Problem description –
Wherever the string "crate" appears in the entries below, return the line that holds it.

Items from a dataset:
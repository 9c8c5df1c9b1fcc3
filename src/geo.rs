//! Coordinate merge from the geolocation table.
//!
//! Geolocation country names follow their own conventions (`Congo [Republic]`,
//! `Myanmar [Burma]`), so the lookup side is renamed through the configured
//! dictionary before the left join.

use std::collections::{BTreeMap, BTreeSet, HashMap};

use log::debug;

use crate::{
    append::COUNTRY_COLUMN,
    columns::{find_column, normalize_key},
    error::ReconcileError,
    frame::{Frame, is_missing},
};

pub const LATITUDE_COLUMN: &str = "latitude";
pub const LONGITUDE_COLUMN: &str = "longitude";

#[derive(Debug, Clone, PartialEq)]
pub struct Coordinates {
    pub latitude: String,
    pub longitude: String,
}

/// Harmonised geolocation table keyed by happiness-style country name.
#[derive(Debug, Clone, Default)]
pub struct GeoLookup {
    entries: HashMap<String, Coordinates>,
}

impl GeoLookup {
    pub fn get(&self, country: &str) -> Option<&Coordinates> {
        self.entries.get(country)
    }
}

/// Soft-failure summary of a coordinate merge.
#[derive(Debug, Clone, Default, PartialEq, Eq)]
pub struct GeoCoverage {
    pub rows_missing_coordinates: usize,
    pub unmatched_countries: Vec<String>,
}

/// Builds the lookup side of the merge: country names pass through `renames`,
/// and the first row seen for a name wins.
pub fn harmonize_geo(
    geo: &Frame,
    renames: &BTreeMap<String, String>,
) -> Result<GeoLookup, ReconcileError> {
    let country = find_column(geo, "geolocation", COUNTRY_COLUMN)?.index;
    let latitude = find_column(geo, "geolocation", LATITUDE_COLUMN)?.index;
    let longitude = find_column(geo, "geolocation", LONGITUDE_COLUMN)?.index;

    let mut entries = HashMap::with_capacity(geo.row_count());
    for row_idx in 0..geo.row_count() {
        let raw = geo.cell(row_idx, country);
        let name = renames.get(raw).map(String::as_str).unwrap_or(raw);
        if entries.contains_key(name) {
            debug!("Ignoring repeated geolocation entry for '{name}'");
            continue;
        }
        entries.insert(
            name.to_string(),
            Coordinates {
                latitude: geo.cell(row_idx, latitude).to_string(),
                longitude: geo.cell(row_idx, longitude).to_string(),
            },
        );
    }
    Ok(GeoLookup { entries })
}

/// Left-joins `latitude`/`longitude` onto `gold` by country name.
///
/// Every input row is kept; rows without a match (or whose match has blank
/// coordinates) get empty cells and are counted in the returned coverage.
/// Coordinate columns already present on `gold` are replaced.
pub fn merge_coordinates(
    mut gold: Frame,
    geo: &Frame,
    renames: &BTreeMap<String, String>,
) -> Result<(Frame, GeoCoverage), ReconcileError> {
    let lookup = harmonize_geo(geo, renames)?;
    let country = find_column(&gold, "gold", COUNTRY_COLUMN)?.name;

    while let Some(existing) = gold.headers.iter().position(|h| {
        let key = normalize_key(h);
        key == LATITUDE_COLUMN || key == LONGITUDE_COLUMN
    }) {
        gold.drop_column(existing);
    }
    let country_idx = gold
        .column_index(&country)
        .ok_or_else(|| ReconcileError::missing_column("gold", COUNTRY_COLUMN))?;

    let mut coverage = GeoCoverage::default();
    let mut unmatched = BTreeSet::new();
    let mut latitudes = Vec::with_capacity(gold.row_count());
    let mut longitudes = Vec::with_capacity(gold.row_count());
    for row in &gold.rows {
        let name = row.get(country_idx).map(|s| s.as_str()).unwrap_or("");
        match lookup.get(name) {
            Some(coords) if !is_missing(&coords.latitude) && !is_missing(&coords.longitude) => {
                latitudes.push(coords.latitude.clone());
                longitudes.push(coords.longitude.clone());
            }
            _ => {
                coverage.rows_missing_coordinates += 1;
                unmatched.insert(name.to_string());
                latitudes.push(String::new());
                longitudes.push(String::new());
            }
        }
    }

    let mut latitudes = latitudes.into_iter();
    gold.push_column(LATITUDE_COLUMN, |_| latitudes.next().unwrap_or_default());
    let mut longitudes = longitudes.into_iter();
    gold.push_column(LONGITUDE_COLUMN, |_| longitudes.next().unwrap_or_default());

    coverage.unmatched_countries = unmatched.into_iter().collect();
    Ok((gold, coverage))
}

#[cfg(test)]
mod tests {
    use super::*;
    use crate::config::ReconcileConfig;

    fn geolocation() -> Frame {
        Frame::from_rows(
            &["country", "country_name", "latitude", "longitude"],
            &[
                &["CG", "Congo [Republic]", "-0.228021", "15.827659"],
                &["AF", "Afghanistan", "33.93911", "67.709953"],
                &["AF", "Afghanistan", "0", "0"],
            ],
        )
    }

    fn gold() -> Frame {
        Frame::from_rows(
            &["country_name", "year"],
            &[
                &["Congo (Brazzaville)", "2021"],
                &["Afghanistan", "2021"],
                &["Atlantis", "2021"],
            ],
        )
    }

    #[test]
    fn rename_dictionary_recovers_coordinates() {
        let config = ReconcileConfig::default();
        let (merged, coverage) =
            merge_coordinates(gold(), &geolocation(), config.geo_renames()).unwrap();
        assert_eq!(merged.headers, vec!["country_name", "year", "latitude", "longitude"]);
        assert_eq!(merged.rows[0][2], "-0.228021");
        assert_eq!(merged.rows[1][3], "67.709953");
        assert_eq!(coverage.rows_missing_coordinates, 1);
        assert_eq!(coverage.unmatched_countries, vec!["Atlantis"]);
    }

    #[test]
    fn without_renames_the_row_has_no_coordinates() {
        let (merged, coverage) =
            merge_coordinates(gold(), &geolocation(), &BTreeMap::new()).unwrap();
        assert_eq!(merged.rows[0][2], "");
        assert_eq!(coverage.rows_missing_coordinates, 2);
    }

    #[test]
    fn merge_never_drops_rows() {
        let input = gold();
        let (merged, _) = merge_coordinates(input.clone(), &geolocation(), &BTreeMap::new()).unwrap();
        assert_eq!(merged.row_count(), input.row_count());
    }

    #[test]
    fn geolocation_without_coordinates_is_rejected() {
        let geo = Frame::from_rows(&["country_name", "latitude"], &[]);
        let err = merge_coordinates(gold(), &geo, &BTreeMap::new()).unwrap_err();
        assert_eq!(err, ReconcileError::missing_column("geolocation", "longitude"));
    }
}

Answer section –
use crate::{
    use crate::config::ReconcileConfig;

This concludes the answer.